Given the passion, often angry, at his rallies, I think it is safe to call Trump a demagogue. Trump tells his fans what they want to hear, and damns those who disagrees with him. In addition to preying on fears of free trade and immigration, like any demagogue he offers himself as the nation’s savior.

I suspect Trump’s appeal is that he is a businessman who can “fix” the country. Surely, the thinking goes, a businessman accustomed to running a successful business can reorient the economy to better serve the American people.

It’s a common argument that government should be run like a business, and thus only a businessman like Trump can do this. This view is wrong.

First of all, we can question whether Trump is truly a successful businessman. He inherited a great deal of wealth from his father; it’s easy to reach the top shelf when you are sitting on somebody’s shoulders. Also, Trump has resisted releasing his tax returns, which would show how much he’s really worth. Could it be that he is not as great a businessman as he claims?

Besides, it was businessmen who off-shored much of America’s manufacturing jobs, closing plants all across America.
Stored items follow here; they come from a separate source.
//! Sensor observation type.

use chrono::{DateTime, Utc};
use serde::{Deserialize, Serialize};

/// One sensor observation fed by the streaming caller.
#[derive(Debug, Clone, Copy, PartialEq, Serialize, Deserialize)]
pub struct Sample {
    /// Raw CO sensor magnitude (unitless)
    pub co_raw: f64,
    /// Ambient temperature in °C
    pub temperature_c: f64,
    /// Relative humidity in percent
    pub humidity_pct: f64,
    /// Seconds since the Unix epoch
    pub timestamp_s: f64,
}

impl Sample {
    pub fn new(co_raw: f64, temperature_c: f64, humidity_pct: f64, timestamp_s: f64) -> Self {
        Self {
            co_raw,
            temperature_c,
            humidity_pct,
            timestamp_s,
        }
    }

    /// Create a sample stamped with a wall-clock instant.
    ///
    /// The instant is reduced to whole epoch seconds; the sub-second part is
    /// dropped.
    pub fn at(co_raw: f64, temperature_c: f64, humidity_pct: f64, timestamp: DateTime<Utc>) -> Self {
        Self::new(
            co_raw,
            temperature_c,
            humidity_pct,
            timestamp.timestamp() as f64,
        )
    }
}
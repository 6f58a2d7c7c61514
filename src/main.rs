//! XHale CLI
//!
//! Breath analysis for captured and live CO sensor data.

use anyhow::{bail, Context, Result};
use chrono::{DateTime, Utc};
use clap::{Parser, Subcommand};
use serde::Serialize;
use std::io::BufRead;
use std::path::{Path, PathBuf};
use std::sync::atomic::{AtomicBool, Ordering};
use std::sync::Arc;
use std::time::{Duration, Instant};
use tracing_subscriber::EnvFilter;
use uuid::Uuid;
use xhale_engine::{
    capture::{read_sample_records, BatchCapture, SampleRecord},
    config::Config,
    core::{decode_words, BatchDiagnostics, BreathResult},
    stats::SessionStats,
    BreathEngine, VERSION,
};

#[derive(Parser)]
#[command(name = "xhale")]
#[command(version = VERSION)]
#[command(about = "Breath-gas analysis for CO sensor captures", long_about = None)]
struct Cli {
    /// License key (overrides the configured key)
    #[arg(long, global = true)]
    license_key: Option<String>,

    #[command(subcommand)]
    command: Commands,
}

#[derive(Subcommand)]
enum Commands {
    /// Analyse a captured waveform (JSON batch capture)
    Analyze {
        /// Capture file
        file: PathBuf,

        /// Write the report here instead of the export directory
        #[arg(long, short)]
        output: Option<PathBuf>,
    },

    /// Replay a JSON Lines sample file through the streaming path
    Replay {
        /// Sample file, one JSON record per line
        file: PathBuf,
    },

    /// Read JSON Lines samples from stdin and report periodically
    Monitor {
        /// Seconds between interim reports (defaults to the configured interval)
        #[arg(long)]
        report_interval: Option<u64>,
    },

    /// Decode raw sensor words given as hex (e.g. 01ff)
    Decode {
        #[arg(required = true)]
        words: Vec<String>,
    },

    /// Estimate battery state from a raw ADC reading
    Battery { raw_adc: f64 },

    /// Show configuration
    Config,
}

/// One analysis result as printed by the CLI.
#[derive(Serialize)]
struct Report {
    session_id: Uuid,
    analyzed_at: DateTime<Utc>,
    #[serde(skip_serializing_if = "Option::is_none")]
    samples: Option<usize>,
    result: BreathResult,
    #[serde(skip_serializing_if = "Option::is_none")]
    diagnostics: Option<BatchDiagnostics>,
}

fn main() {
    init_tracing();

    let cli = Cli::parse();
    if let Err(e) = run(cli) {
        eprintln!("Error: {e:#}");
        std::process::exit(1);
    }
}

fn init_tracing() {
    let filter = EnvFilter::try_from_env("XHALE_LOG")
        .or_else(|_| EnvFilter::try_from_default_env())
        .unwrap_or_else(|_| EnvFilter::new("warn"));

    tracing_subscriber::fmt()
        .with_env_filter(filter)
        .with_writer(std::io::stderr)
        .init();
}

fn run(cli: Cli) -> Result<()> {
    let config = Config::load().unwrap_or_else(|e| {
        tracing::warn!("Could not load config, using defaults: {e}");
        Config::default()
    });
    let license_key = cli.license_key.or_else(|| config.license_key.clone());

    match cli.command {
        Commands::Analyze { file, output } => {
            let engine = build_engine(&config, license_key.as_deref())?;
            cmd_analyze(&engine, &config, &file, output)?;
            save_stats(&engine);
        }
        Commands::Replay { file } => {
            let engine = build_engine(&config, license_key.as_deref())?;
            cmd_replay(&engine, &file)?;
            save_stats(&engine);
        }
        Commands::Monitor { report_interval } => {
            let engine = build_engine(&config, license_key.as_deref())?;
            let interval = report_interval
                .map(Duration::from_secs)
                .unwrap_or(config.report_interval);
            cmd_monitor(&engine, interval)?;
            save_stats(&engine);
        }
        Commands::Decode { words } => cmd_decode(&words)?,
        Commands::Battery { raw_adc } => {
            let engine = build_engine(&config, license_key.as_deref())?;
            print_json(&engine.battery_from_raw_adc(raw_adc))?;
        }
        Commands::Config => cmd_config(&config)?,
    }
    Ok(())
}

/// Build an engine from the configuration, initializing it when a key is known.
fn build_engine(config: &Config, license_key: Option<&str>) -> Result<BreathEngine> {
    let stats = Arc::new(SessionStats::with_persistence(config.stats_path()));
    let engine = BreathEngine::with_parts(Box::new(config.battery), stats);

    match license_key {
        Some(key) => engine
            .initialize(key)
            .context("Could not initialize engine")?,
        None => tracing::info!("No license key configured"),
    }
    Ok(engine)
}

fn save_stats(engine: &BreathEngine) {
    if let Err(e) = engine.stats().save() {
        tracing::warn!("Could not save session stats: {e}");
    }
}

fn cmd_analyze(
    engine: &BreathEngine,
    config: &Config,
    file: &Path,
    output: Option<PathBuf>,
) -> Result<()> {
    let content = std::fs::read_to_string(file)
        .with_context(|| format!("Could not read capture {}", file.display()))?;
    let capture = BatchCapture::from_json(&content)
        .with_context(|| format!("Invalid capture file {}", file.display()))?;

    let analysis = capture.analyze(engine)?;
    let report = Report {
        session_id: engine.session_id(),
        analyzed_at: Utc::now(),
        samples: None,
        result: analysis.result,
        diagnostics: analysis.diagnostics,
    };

    let path = match output {
        Some(path) => {
            if let Some(parent) = path.parent() {
                std::fs::create_dir_all(parent)?;
            }
            path
        }
        None => {
            config
                .ensure_directories()
                .context("Could not create export directory")?;
            config.report_path(report.session_id)
        }
    };

    let json = serde_json::to_string_pretty(&report)?;
    std::fs::write(&path, &json)
        .with_context(|| format!("Could not write report to {}", path.display()))?;
    tracing::info!("Report written to {}", path.display());
    println!("{json}");
    Ok(())
}

fn cmd_replay(engine: &BreathEngine, file: &Path) -> Result<()> {
    let handle = std::fs::File::open(file)
        .with_context(|| format!("Could not open sample file {}", file.display()))?;
    let records = read_sample_records(std::io::BufReader::new(handle))?;

    for record in &records {
        record.feed(engine);
    }

    print_json(&streaming_report(engine))
}

fn cmd_monitor(engine: &BreathEngine, interval: Duration) -> Result<()> {
    let running = Arc::new(AtomicBool::new(true));
    let r = running.clone();
    ctrlc::set_handler(move || {
        r.store(false, Ordering::SeqCst);
    })
    .context("Error setting Ctrl+C handler")?;

    // Samples are parsed on a reader thread and handed over a channel so the
    // main loop can keep reporting while stdin is idle
    let (sender, receiver) = crossbeam_channel::unbounded::<SampleRecord>();
    std::thread::spawn(move || {
        let stdin = std::io::stdin();
        for (i, line) in stdin.lock().lines().enumerate() {
            let line = match line {
                Ok(line) => line,
                Err(e) => {
                    tracing::error!("Could not read stdin: {e}");
                    break;
                }
            };
            if line.trim().is_empty() {
                continue;
            }
            match SampleRecord::parse_line(&line) {
                Ok(record) => {
                    if sender.send(record).is_err() {
                        break;
                    }
                }
                Err(e) => tracing::warn!("Skipping line {}: {e}", i + 1),
            }
        }
    });

    eprintln!("XHale monitor v{VERSION} (session {})", engine.session_id());
    eprintln!("Reading samples from stdin. Press Ctrl+C to stop.");

    let mut last_report = Instant::now();
    while running.load(Ordering::SeqCst) {
        match receiver.recv_timeout(Duration::from_millis(100)) {
            Ok(record) => record.feed(engine),
            Err(crossbeam_channel::RecvTimeoutError::Timeout) => {}
            Err(crossbeam_channel::RecvTimeoutError::Disconnected) => {
                tracing::debug!("Input closed");
                break;
            }
        }

        if last_report.elapsed() >= interval && engine.buffered_len() > 0 {
            print_json(&streaming_report(engine))?;
            last_report = Instant::now();
        }
    }

    print_json(&streaming_report(engine))?;
    eprintln!();
    eprintln!("{}", engine.stats().summary());
    Ok(())
}

fn cmd_decode(words: &[String]) -> Result<()> {
    let bytes = words
        .iter()
        .map(|w| parse_hex(w.as_str()))
        .collect::<Result<Vec<Vec<u8>>>>()?;
    let values = decode_words(&bytes)?;
    print_json(&values)
}

fn cmd_config(config: &Config) -> Result<()> {
    println!("Config file: {:?}", Config::config_path());
    println!();
    print_json(config)
}

fn streaming_report(engine: &BreathEngine) -> Report {
    Report {
        session_id: engine.session_id(),
        analyzed_at: Utc::now(),
        samples: Some(engine.buffered_len()),
        result: engine.analyze_breath(),
        diagnostics: None,
    }
}

/// Parse a hex string (optionally `0x`-prefixed) into bytes.
fn parse_hex(word: &str) -> Result<Vec<u8>> {
    let digits = word.trim_start_matches("0x").trim_start_matches("0X");
    if !digits.is_ascii() || digits.len() % 2 != 0 {
        bail!("Hex word `{word}` must be an even number of hex digits");
    }

    (0..digits.len())
        .step_by(2)
        .map(|i| {
            u8::from_str_radix(&digits[i..i + 2], 16)
                .with_context(|| format!("Invalid hex word `{word}`"))
        })
        .collect()
}

fn print_json<T: Serialize + ?Sized>(value: &T) -> Result<()> {
    println!("{}", serde_json::to_string_pretty(value)?);
    Ok(())
}

#[cfg(test)]
mod tests {
    use super::*;

    #[test]
    fn test_parse_hex() {
        assert_eq!(parse_hex("01ff").unwrap(), vec![0x01, 0xFF]);
        assert_eq!(parse_hex("0x1234").unwrap(), vec![0x12, 0x34]);
        assert_eq!(parse_hex("ab").unwrap(), vec![0xAB]);
        assert!(parse_hex("abc").is_err());
        assert!(parse_hex("zz").is_err());
    }

    #[test]
    fn test_analyze_exports_report_by_default() {
        let dir = tempfile::tempdir().unwrap();
        let capture = dir.path().join("capture.json");
        std::fs::write(
            &capture,
            r#"{"co_raw": [1, 2, 3, 4], "temperature_c": [25, 25, 25, 26], "sample_period_sec": 1.0}"#,
        )
        .unwrap();
        let config = Config {
            data_path: dir.path().join("data"),
            export_path: dir.path().join("exports"),
            ..Config::default()
        };

        let engine = BreathEngine::new();
        cmd_analyze(&engine, &config, &capture, None).unwrap();

        let written = std::fs::read_to_string(config.report_path(engine.session_id())).unwrap();
        let report: serde_json::Value = serde_json::from_str(&written).unwrap();
        assert_eq!(report["result"]["estimated_ppm"], 3.75);
    }

    #[test]
    fn test_cli_parses() {
        let cli = Cli::try_parse_from(["xhale", "decode", "01ff", "--license-key", "XH-1"]).unwrap();
        assert_eq!(cli.license_key.as_deref(), Some("XH-1"));
        assert!(matches!(cli.command, Commands::Decode { ref words } if words.len() == 1));
    }
}
//! XHale breath analysis engine.
//!
//! Turns a time series of raw carbon-monoxide sensor readings, ambient
//! temperature and humidity into a single breath-event summary: an
//! approximate concentration, the event duration, and two quality flags.
//!
//! # Architecture
//!
//! ```text
//! ┌─────────────────────────────────────────────────────────────┐
//! │                        BreathEngine                          │
//! ├─────────────────────────────────────────────────────────────┤
//! │  feed_sample ─▶ SampleBuffer ─▶ streaming::reduce ─┐        │
//! │                  (4096, FIFO)                       │        │
//! │                                                     ▼        │
//! │  raw words ─▶ decode ─┐                        classify ─▶ BreathResult
//! │                       ▼                             ▲        │
//! │  co/temperature ─▶ batch::analyze ──────────────────┘        │
//! │            (baseline, smoothing, peak search)                │
//! └─────────────────────────────────────────────────────────────┘
//! ```
//!
//! # Example
//!
//! ```
//! use xhale_engine::BreathEngine;
//!
//! let engine = BreathEngine::new();
//! engine.initialize("XH-DEMO").unwrap();
//!
//! // Streaming: feed samples as they arrive, analyse on demand
//! engine.feed_sample_epoch(12.0, 24.8, 45.0, 1_700_000_000.0);
//! engine.feed_sample_epoch(48.0, 25.6, 61.0, 1_700_000_003.0);
//! let result = engine.analyze_breath();
//! assert!(!result.short_duration);
//!
//! // Batch: analyse a complete waveform
//! let co = [10.0, 10.0, 10.0, 60.0, 90.0, 70.0];
//! let temps = [25.0, 25.0, 25.2, 25.6, 25.9, 25.7];
//! let result = engine.analyze_breath_batch(&co, &temps, 0.5).unwrap();
//! assert!(result.short_duration);
//! ```

pub mod battery;
pub mod capture;
pub mod config;
pub mod core;
pub mod engine;
pub mod error;
pub mod stats;

// Re-export key types at crate root for convenience
pub use battery::{BatteryGauge, BatteryInfo, LinearBatteryGauge};
pub use capture::{BatchCapture, SampleRecord};
pub use config::{Config, ConfigError};
pub use crate::core::{BatchAnalysis, BatchDiagnostics, BreathResult, Sample};
pub use engine::{create_shared_engine, BreathEngine, SharedEngine};
pub use error::{EngineError, ErrorKind};
pub use stats::{SessionStats, StatsSnapshot};

/// Library version.
pub const VERSION: &str = env!("CARGO_PKG_VERSION");

#[cfg(test)]
mod tests {
    use super::*;

    #[test]
    fn test_version_exists() {
        assert!(!VERSION.is_empty());
    }
}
It was a businessman who laid off thousands of workers in Flint, Michigan. They have polluted our air and water. They can hire and fire on a whim. Trump the businessman may enjoy saying “you’re fired” on his reality show, but Trump the president cannot fire an American citizen.

Fundamentally, government is not and should not be a business. The bottom line for a businessman is profit; for a president the bottom-line is unclear. There are many roles a president must play, some contradictory.

In an age of terrorism, he or she must balance the need for security with the protection of individual rights. As commander in chief, the president must be willing to order the military into action. But as America’s chief diplomat, the president must be willing to lay down the sword and negotiate, even with enemies.

He must manage and grow the economy to the best of his ability, but also enforce the regulations that may seem to business an impediment to that goal. Finally, he must protect the equality before the law of all Americans, even if the national mood is against that.

Making money is easy. Governance of a diverse nation in a complex world is not.